* [Task details] Starting at the line that contains "of one handle.", return every line down to the end of the records below, exactly as written.

(Saved entries)
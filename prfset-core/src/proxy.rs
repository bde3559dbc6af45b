//! Implementation proxy: "the PRF set primitive as implemented by language L".
//!
//! The transport is hidden behind [`PrfSetChannel`], one adapter per
//! transport/language. The oracle only ever sees [`PrfSetHandle`] and
//! [`BoundPrf`]; it never knows which adapter answers.
//!
//! Resolving a handle does not contact the backend. Every failure of the
//! implementation under test surfaces through the handle's functions as a
//! typed [`HarnessError`], never as an empty result.

use std::collections::BTreeMap;
use std::fmt;
use std::sync::Arc;

use crate::errors::HarnessError;
use crate::keyset::SerializedKeyset;
use crate::template::Language;

/// Which key of the keyset a compute request addresses.
#[derive(Debug, Clone, Copy, PartialEq, Eq, Hash)]
pub enum KeySelector {
    Primary,
    Id(u32),
}

impl fmt::Display for KeySelector {
    fn fmt(&self, f: &mut fmt::Formatter<'_>) -> fmt::Result {
        match self {
            KeySelector::Primary => f.write_str("primary"),
            KeySelector::Id(id) => write!(f, "{id}"),
        }
    }
}

/// Key ids of a keyset as reported by an implementation.
#[derive(Debug, Clone, PartialEq, Eq)]
pub struct PrfSetKeyIds {
    pub primary_key_id: u32,
    pub key_ids: Vec<u32>,
}

/// RPC surface of one PRF set implementation.
///
/// Implementations answer `Err(HarnessError::Primitive)` when they reject a
/// request and `Err(HarnessError::Transport)` when the call itself failed.
/// Calls must complete or fail within the transport's own timeout.
pub trait PrfSetChannel: Send + Sync {
    /// `PrfSetKeyIds(keyset)`.
    fn key_ids(&self, keyset: &[u8]) -> Result<PrfSetKeyIds, HarnessError>;

    /// `ComputePrf(keyset, key_id, input, output_length)`.
    fn compute(
        &self,
        keyset: &[u8],
        key: KeySelector,
        input: &[u8],
        output_length: usize,
    ) -> Result<Vec<u8>, HarnessError>;
}

/// Lifecycle and lookup of the per-language backend servers.
///
/// Starting and stopping servers belongs to the runtime; the harness only
/// brackets a run with `start_all` / `stop_all`.
pub trait LanguageRuntime: Send + Sync {
    fn start_all(&self) -> Result<(), HarnessError>;

    fn stop_all(&self) -> Result<(), HarnessError>;

    /// Client for an already-started backend, if the language is known.
    fn client(&self, language: &Language) -> Option<Arc<dyn PrfSetChannel>>;
}

/// Resolves handles for a language and keyset.
#[derive(Clone)]
pub struct ImplementationProxy {
    runtime: Arc<dyn LanguageRuntime>,
}

impl ImplementationProxy {
    pub fn new(runtime: Arc<dyn LanguageRuntime>) -> Self {
        ImplementationProxy { runtime }
    }

    /// Handle for `keyset` as loaded by `language`.
    ///
    /// # Errors
    /// `HarnessError::Configuration` only if the runtime has no client for
    /// the language. Backend failures surface later, through the handle.
    pub fn for_language(
        &self,
        language: &Language,
        keyset: &SerializedKeyset,
    ) -> Result<PrfSetHandle, HarnessError> {
        let channel = self.runtime.client(language).ok_or_else(|| {
            HarnessError::Configuration(format!("no backend registered for language '{language}'"))
        })?;
        Ok(PrfSetHandle {
            language: language.clone(),
            keyset: keyset.clone(),
            channel,
        })
    }

    pub fn runtime(&self) -> &Arc<dyn LanguageRuntime> {
        &self.runtime
    }
}

impl fmt::Debug for ImplementationProxy {
    fn fmt(&self, f: &mut fmt::Formatter<'_>) -> fmt::Result {
        f.debug_struct("ImplementationProxy").finish_non_exhaustive()
    }
}

/// The PRF set loaded from one keyset by one language.
#[derive(Clone)]
pub struct PrfSetHandle {
    language: Language,
    keyset: SerializedKeyset,
    channel: Arc<dyn PrfSetChannel>,
}

impl PrfSetHandle {
    pub fn language(&self) -> &Language {
        &self.language
    }

    /// The PRF bound to the primary key.
    pub fn primary(&self) -> BoundPrf {
        self.bind(KeySelector::Primary)
    }

    /// Primary key id as reported by the implementation.
    pub fn primary_id(&self) -> Result<u32, HarnessError> {
        Ok(self.key_ids()?.primary_key_id)
    }

    /// Every key id of the keyset, bound to its PRF.
    ///
    /// # Errors
    /// Whatever the implementation reports for `PrfSetKeyIds`, plus
    /// `HarnessError::Primitive` if it reports the same key id twice.
    pub fn all(&self) -> Result<BTreeMap<u32, BoundPrf>, HarnessError> {
        let ids = self.key_ids()?;
        let mut all = BTreeMap::new();
        for id in ids.key_ids {
            if all.insert(id, self.bind(KeySelector::Id(id))).is_some() {
                return Err(HarnessError::Primitive(format!(
                    "{} reported key id {id} twice",
                    self.language
                )));
            }
        }
        Ok(all)
    }

    fn key_ids(&self) -> Result<PrfSetKeyIds, HarnessError> {
        tracing::debug!(language = %self.language, "PrfSetKeyIds");
        self.channel.key_ids(self.keyset.as_bytes())
    }

    fn bind(&self, key: KeySelector) -> BoundPrf {
        BoundPrf {
            handle: self.clone(),
            key,
        }
    }
}

impl fmt::Debug for PrfSetHandle {
    fn fmt(&self, f: &mut fmt::Formatter<'_>) -> fmt::Result {
        f.debug_struct("PrfSetHandle")
            .field("language", &self.language)
            .field("keyset_len", &self.keyset.len())
            .finish_non_exhaustive()
    }
}

/// A PRF bound to one key of one handle.
#[derive(Clone)]
pub struct BoundPrf {
    handle: PrfSetHandle,
    key: KeySelector,
}

impl BoundPrf {
    pub fn key(&self) -> KeySelector {
        self.key
    }

    /// Compute `output_length` bytes of PRF output over `input`.
    ///
    /// # Errors
    /// `HarnessError::Primitive` if the implementation rejects the key type,
    /// the output length, the keyset or the key id. `HarnessError::Transport`
    /// if the call did not complete.
    pub fn compute(&self, input: &[u8], output_length: usize) -> Result<Vec<u8>, HarnessError> {
        tracing::debug!(
            language = %self.handle.language,
            key = %self.key,
            output_length,
            "ComputePrf"
        );
        self.handle.channel.compute(
            self.handle.keyset.as_bytes(),
            self.key,
            input,
            output_length,
        )
    }
}

impl fmt::Debug for BoundPrf {
    fn fmt(&self, f: &mut fmt::Formatter<'_>) -> fmt::Result {
        f.debug_struct("BoundPrf")
            .field("language", &self.handle.language)
            .field("key", &self.key)
            .finish()
    }
}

* [Response]
/// A PRF bound to one key of one handle.
#[derive(Clone)]
pub struct BoundPrf {
    handle: PrfSetHandle,
    key: KeySelector,
}

impl BoundPrf {
    pub fn key(&self) -> KeySelector {
        self.key
    }

    /// Compute `output_length` bytes of PRF output over `input`.
    ///
    /// # Errors
    /// `HarnessError::Primitive` if the implementation rejects the key type,
    /// the output length, the keyset or the key id. `HarnessError::Transport`
    /// if the call did not complete.
    pub fn compute(&self, input: &[u8], output_length: usize) -> Result<Vec<u8>, HarnessError> {
        tracing::debug!(
            language = %self.handle.language,
            key = %self.key,
            output_length,
            "ComputePrf"
        );
        self.handle.channel.compute(
            self.handle.keyset.as_bytes(),
            self.key,
            input,
            output_length,
        )
    }
}

impl fmt::Debug for BoundPrf {
    fn fmt(&self, f: &mut fmt::Formatter<'_>) -> fmt::Result {
        f.debug_struct("BoundPrf")
            .field("language", &self.handle.language)
            .field("key", &self.key)
            .finish()
    }
}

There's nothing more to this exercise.